::: GIVEN RECORDS
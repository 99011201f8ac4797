//! RINEX-Nav v3 writer: `brdcDDDH.YYn` filenames, a header on first write,
//! and one clock/orbit record per decoded [`Ephemeris`]. Only the general
//! two-part record shape (a clock line, then `D`-exponent fixed-width
//! orbit lines) is carried over from prior art in this area; the per-field
//! values and ordering follow the published RINEX v3.03 GPS/NAV record
//! layout directly (see DESIGN.md for why).

use std::fs::{File, OpenOptions};
use std::io::Write;
use std::path::PathBuf;

use gnss_rs::prelude::Constellation;

use crate::error::CoreError;
use crate::model::{Ephemeris, OrbitModel};
use crate::time::TimeSystem;

pub struct RinexNavWriter {
    out_dir: PathBuf,
    agency: String,
    file: Option<File>,
    file_name: Option<String>,
    header_written: bool,
}

impl RinexNavWriter {
    pub fn new(out_dir: impl Into<PathBuf>, agency: impl Into<String>) -> Self {
        Self {
            out_dir: out_dir.into(),
            agency: agency.into(),
            file: None,
            file_name: None,
            header_written: false,
        }
    }

    fn resolve_file_name(eph: &Ephemeris) -> String {
        let utc = eph.toc.to_system(TimeSystem::Utc);
        let doy = utc.epoch.day_of_year() as u32;
        let (y, _, _, h, _, _, _) = utc.epoch.to_gregorian_utc();
        let hour_letter = if h < 9 {
            (b'0' + h) as char
        } else {
            (b'a' + (h - 9)) as char
        };
        format!("brdc{doy:03}{hour_letter}.{:02}n", y % 100)
    }

    fn ensure_open(&mut self, eph: &Ephemeris) -> Result<(), CoreError> {
        let name = Self::resolve_file_name(eph);
        if self.file_name.as_deref() != Some(name.as_str()) {
            std::fs::create_dir_all(&self.out_dir)?;
            let path = self.out_dir.join(&name);
            let existed = path.exists();
            self.file = Some(OpenOptions::new().create(true).append(true).open(path)?);
            self.file_name = Some(name);
            self.header_written = existed;
        }
        Ok(())
    }

    fn print_header(&mut self) -> Result<(), CoreError> {
        let file = self.file.as_mut().expect("ensure_open called first");
        writeln!(
            file,
            "{:9}{:<11}{:<20}{:<20}{:<20}",
            "3.00", "N: GNSS NAV DATA", "GPS", "", "RINEX VERSION / TYPE"
        )?;
        writeln!(
            file,
            "{:<20}{:<20}{:<20}{:<20}",
            "ntrip-corr-core", &self.agency, "", "PGM / RUN BY / DATE"
        )?;
        writeln!(file, "{:<60}{:<20}", "", "END OF HEADER")?;
        self.header_written = true;
        Ok(())
    }

    fn sat_code(eph: &Ephemeris) -> String {
        let letter = match eph.sat.constellation {
            Constellation::GPS => 'G',
            Constellation::Glonass => 'R',
            Constellation::Galileo => 'E',
            Constellation::BeiDou => 'C',
            Constellation::QZSS => 'J',
            _ => 'S',
        };
        format!("{letter}{:02}", eph.sat.prn)
    }

    fn d_exp(v: f64) -> String {
        // Fortran-style `D` exponent, the convention every RINEX-Nav
        // record field uses instead of `E`.
        let formatted = format!("{v:19.12E}");
        formatted.replace('E', "D")
    }

    pub fn write_ephemeris(&mut self, eph: &Ephemeris) -> Result<(), CoreError> {
        self.ensure_open(eph)?;
        if !self.header_written {
            self.print_header()?;
        }

        let utc = eph.toc.to_system(TimeSystem::Utc);
        let (y, mo, d, h, mi, s, _) = utc.epoch.to_gregorian_utc();

        let file = self.file.as_mut().unwrap();
        writeln!(
            file,
            "{} {y:4} {mo:02} {d:02} {h:02} {mi:02} {s:02} {}{}{}",
            Self::sat_code(eph),
            Self::d_exp(eph.af0),
            Self::d_exp(eph.af1),
            Self::d_exp(eph.af2),
        )?;

        match &eph.orbit {
            OrbitModel::Keplerian(k) => {
                writeln!(
                    file,
                    "    {}{}{}{}",
                    Self::d_exp(eph.iode as f64),
                    Self::d_exp(k.crs),
                    Self::d_exp(k.dn_rad_s),
                    Self::d_exp(k.m0_rad),
                )?;
                writeln!(
                    file,
                    "    {}{}{}{}",
                    Self::d_exp(k.cuc),
                    Self::d_exp(k.ecc),
                    Self::d_exp(k.cus),
                    Self::d_exp(k.sqrt_a),
                )?;
                writeln!(
                    file,
                    "    {}{}{}{}",
                    Self::d_exp(eph.toe.gps_week_sow().1),
                    Self::d_exp(k.cic),
                    Self::d_exp(k.omega0_rad),
                    Self::d_exp(k.cis),
                )?;
                writeln!(
                    file,
                    "    {}{}{}{}",
                    Self::d_exp(k.i0_rad),
                    Self::d_exp(k.crc),
                    Self::d_exp(k.omega_rad),
                    Self::d_exp(k.omega_dot_rad_s),
                )?;
                writeln!(
                    file,
                    "    {}{}{}{}",
                    Self::d_exp(k.idot_rad_s),
                    Self::d_exp(0.0),
                    Self::d_exp(0.0),
                    Self::d_exp(0.0),
                )?;
                writeln!(
                    file,
                    "    {}{}{}{}",
                    Self::d_exp(eph.accuracy_m),
                    Self::d_exp(eph.health as f64),
                    Self::d_exp(eph.tgd),
                    Self::d_exp(eph.iodc as f64),
                )?;
            },
            OrbitModel::StateVector(sv) => {
                writeln!(
                    file,
                    "    {}{}{}{}",
                    Self::d_exp(sv.pos_m[0]),
                    Self::d_exp(sv.vel_mps[0]),
                    Self::d_exp(sv.accel_mps2[0]),
                    Self::d_exp(eph.health as f64),
                )?;
                writeln!(
                    file,
                    "    {}{}{}{}",
                    Self::d_exp(sv.pos_m[1]),
                    Self::d_exp(sv.vel_mps[1]),
                    Self::d_exp(sv.accel_mps2[1]),
                    Self::d_exp(sv.freq_bias),
                )?;
                writeln!(
                    file,
                    "    {}{}{}{}",
                    Self::d_exp(sv.pos_m[2]),
                    Self::d_exp(sv.vel_mps[2]),
                    Self::d_exp(sv.accel_mps2[2]),
                    Self::d_exp(0.0),
                )?;
            },
        }
        Ok(())
    }
}

#[cfg(test)]
mod tests {
    use super::*;
    use crate::model::{CheckState, Keplerian};
    use crate::time::Instant;
    use gnss_rs::prelude::SV;
    use hifitime::Epoch;

    fn gps_eph() -> Ephemeris {
        let toe = Instant::new(Epoch::from_gpst_seconds(100_000.0), TimeSystem::Gps);
        Ephemeris {
            sat: SV::new(Constellation::GPS, 12),
            toc: toe,
            toe,
            af0: 1.23e-5,
            af1: 0.0,
            af2: 0.0,
            tgd: 0.0,
            ura_index: 0,
            accuracy_m: 2.4,
            health: 0,
            iode: 7,
            iodc: 7,
            orbit: OrbitModel::Keplerian(Keplerian {
                sqrt_a: 5153.7,
                ecc: 0.01,
                ..Default::default()
            }),
            check_state: CheckState::Ok,
            divergence_metric: None,
            orb_corr: None,
            clk_corr: None,
        }
    }

    #[test]
    fn writes_header_and_one_ephemeris_record() {
        let dir = {
            let mut p = std::env::temp_dir();
            p.push("ntrip-corr-core-rinexnav-test");
            p
        };
        let _ = std::fs::remove_dir_all(&dir);
        let eph = gps_eph();

        let mut writer = RinexNavWriter::new(&dir, "ntrip-corr-core");
        writer.write_ephemeris(&eph).unwrap();

        let name = RinexNavWriter::resolve_file_name(&eph);
        let contents = std::fs::read_to_string(dir.join(name)).unwrap();
        assert!(contents.contains("RINEX VERSION / TYPE"));
        assert!(contents.starts_with("G12") || contents.contains("\nG12"));
        let _ = std::fs::remove_dir_all(&dir);
    }

    #[test]
    fn d_exp_uses_fortran_style_exponent() {
        let s = RinexNavWriter::d_exp(1.5);
        assert!(s.contains('D'));
        assert!(!s.contains('E'));
    }
}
::::::
__TASK BRIEF__. In the answer, give the lines from the first line of the data through the line with "self.file_name = Some(name);", exactly as they appear and with no additions.

__EXPECTED ANSWER__.
repository 99011201f8ac4797
//! RINEX-Nav v3 writer: `brdcDDDH.YYn` filenames, a header on first write,
//! and one clock/orbit record per decoded [`Ephemeris`]. Only the general
//! two-part record shape (a clock line, then `D`-exponent fixed-width
//! orbit lines) is carried over from prior art in this area; the per-field
//! values and ordering follow the published RINEX v3.03 GPS/NAV record
//! layout directly (see DESIGN.md for why).

use std::fs::{File, OpenOptions};
use std::io::Write;
use std::path::PathBuf;

use gnss_rs::prelude::Constellation;

use crate::error::CoreError;
use crate::model::{Ephemeris, OrbitModel};
use crate::time::TimeSystem;

pub struct RinexNavWriter {
    out_dir: PathBuf,
    agency: String,
    file: Option<File>,
    file_name: Option<String>,
    header_written: bool,
}

impl RinexNavWriter {
    pub fn new(out_dir: impl Into<PathBuf>, agency: impl Into<String>) -> Self {
        Self {
            out_dir: out_dir.into(),
            agency: agency.into(),
            file: None,
            file_name: None,
            header_written: false,
        }
    }

    fn resolve_file_name(eph: &Ephemeris) -> String {
        let utc = eph.toc.to_system(TimeSystem::Utc);
        let doy = utc.epoch.day_of_year() as u32;
        let (y, _, _, h, _, _, _) = utc.epoch.to_gregorian_utc();
        let hour_letter = if h < 9 {
            (b'0' + h) as char
        } else {
            (b'a' + (h - 9)) as char
        };
        format!("brdc{doy:03}{hour_letter}.{:02}n", y % 100)
    }

    fn ensure_open(&mut self, eph: &Ephemeris) -> Result<(), CoreError> {
        let name = Self::resolve_file_name(eph);
        if self.file_name.as_deref() != Some(name.as_str()) {
            std::fs::create_dir_all(&self.out_dir)?;
            let path = self.out_dir.join(&name);
            let existed = path.exists();
            self.file = Some(OpenOptions::new().create(true).append(true).open(path)?);
            self.file_name = Some(name);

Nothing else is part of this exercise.